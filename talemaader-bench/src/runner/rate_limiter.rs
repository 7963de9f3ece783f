//! Requests-per-minute limiter over a sliding one-minute window

use std::collections::VecDeque;
use std::time::{Duration, Instant};
use tokio::sync::Mutex;

const WINDOW: Duration = Duration::from_secs(60);

/// Client-side pacing for one provider.
///
/// Each adapter holds one and acquires it before every request, so several
/// concurrent item tasks against the same provider share the budget.
pub struct RateLimiter {
    requests_per_minute: u32,
    sent: Mutex<VecDeque<Instant>>,
}

impl RateLimiter {
    pub fn new(requests_per_minute: u32) -> Self {
        Self {
            requests_per_minute: requests_per_minute.max(1),
            sent: Mutex::new(VecDeque::new()),
        }
    }

    pub fn requests_per_minute(&self) -> u32 {
        self.requests_per_minute
    }

    /// Wait until a request fits in the window, then record it
    pub async fn acquire(&self) {
        loop {
            let wait = {
                let mut sent = self.sent.lock().await;
                let now = Instant::now();
                prune(&mut sent, now);

                if sent.len() < self.requests_per_minute as usize {
                    sent.push_back(now);
                    return;
                }

                // full window: sleep until the oldest request ages out
                sent.front()
                    .map(|&oldest| WINDOW.saturating_sub(now.duration_since(oldest)))
                    .unwrap_or_default()
                    + Duration::from_millis(10)
            };

            tracing::debug!("Rate limit reached, waiting {}ms", wait.as_millis());
            tokio::time::sleep(wait).await;
        }
    }

    /// Requests recorded in the current window
    pub async fn in_flight_window(&self) -> usize {
        let mut sent = self.sent.lock().await;
        prune(&mut sent, Instant::now());
        sent.len()
    }
}

fn prune(sent: &mut VecDeque<Instant>, now: Instant) {
    while let Some(&front) = sent.front() {
        if now.duration_since(front) > WINDOW {
            sent.pop_front();
        } else {
            break;
        }
    }
}

#[cfg(test)]
mod tests {
    use super::*;

    #[tokio::test]
    async fn test_requests_within_budget_do_not_wait() {
        let limiter = RateLimiter::new(5);

        let start = Instant::now();
        for _ in 0..5 {
            limiter.acquire().await;
        }
        assert!(start.elapsed() < Duration::from_secs(1));
        assert_eq!(limiter.in_flight_window().await, 5);
    }

    #[tokio::test]
    async fn test_sixth_request_waits_for_window() {
        let limiter = RateLimiter::new(5);
        for _ in 0..5 {
            limiter.acquire().await;
        }

        let blocked = tokio::time::timeout(Duration::from_millis(50), limiter.acquire()).await;
        assert!(blocked.is_err());
    }

    #[test]
    fn test_zero_budget_is_clamped() {
        assert_eq!(RateLimiter::new(0).requests_per_minute(), 1);
    }
}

**Work request**. Go through the data and return every record exactly.

**Task output**.
filename talemaader-bench/src/runner/rate_limiter.rs
repository 7963de9f3ece783f
//! Requests-per-minute limiter over a sliding one-minute window

use std::collections::VecDeque;
use std::time::{Duration, Instant};
use tokio::sync::Mutex;

const WINDOW: Duration = Duration::from_secs(60);

/// Client-side pacing for one provider.
///
/// Each adapter holds one and acquires it before every request, so several
/// concurrent item tasks against the same provider share the budget.
pub struct RateLimiter {
    requests_per_minute: u32,
    sent: Mutex<VecDeque<Instant>>,
}

impl RateLimiter {
    pub fn new(requests_per_minute: u32) -> Self {
        Self {
            requests_per_minute: requests_per_minute.max(1),
            sent: Mutex::new(VecDeque::new()),
        }
    }

    pub fn requests_per_minute(&self) -> u32 {
        self.requests_per_minute
    }

    /// Wait until a request fits in the window, then record it
    pub async fn acquire(&self) {
        loop {
            let wait = {
                let mut sent = self.sent.lock().await;
                let now = Instant::now();
                prune(&mut sent, now);

                if sent.len() < self.requests_per_minute as usize {
                    sent.push_back(now);
                    return;
                }

                // full window: sleep until the oldest request ages out
                sent.front()
                    .map(|&oldest| WINDOW.saturating_sub(now.duration_since(oldest)))
                    .unwrap_or_default()
                    + Duration::from_millis(10)
            };

            tracing::debug!("Rate limit reached, waiting {}ms", wait.as_millis());
            tokio::time::sleep(wait).await;
        }
    }

    /// Requests recorded in the current window
    pub async fn in_flight_window(&self) -> usize {
        let mut sent = self.sent.lock().await;
        prune(&mut sent, Instant::now());
        sent.len()
    }
}

fn prune(sent: &mut VecDeque<Instant>, now: Instant) {
    while let Some(&front) = sent.front() {
        if now.duration_since(front) > WINDOW {
            sent.pop_front();
        } else {
            break;
        }
    }
}

#[cfg(test)]
mod tests {
    use super::*;

    #[tokio::test]
    async fn test_requests_within_budget_do_not_wait() {
        let limiter = RateLimiter::new(5);

        let start = Instant::now();
        for _ in 0..5 {
            limiter.acquire().await;
        }
        assert!(start.elapsed() < Duration::from_secs(1));
        assert_eq!(limiter.in_flight_window().await, 5);
    }

    #[tokio::test]
    async fn test_sixth_request_waits_for_window() {
        let limiter = RateLimiter::new(5);
        for _ in 0..5 {
            limiter.acquire().await;
        }

        let blocked = tokio::time::timeout(Duration::from_millis(50), limiter.acquire()).await;
        assert!(blocked.is_err());
    }

    #[test]
    fn test_zero_budget_is_clamped() {
        assert_eq!(RateLimiter::new(0).requests_per_minute(), 1);
    }
}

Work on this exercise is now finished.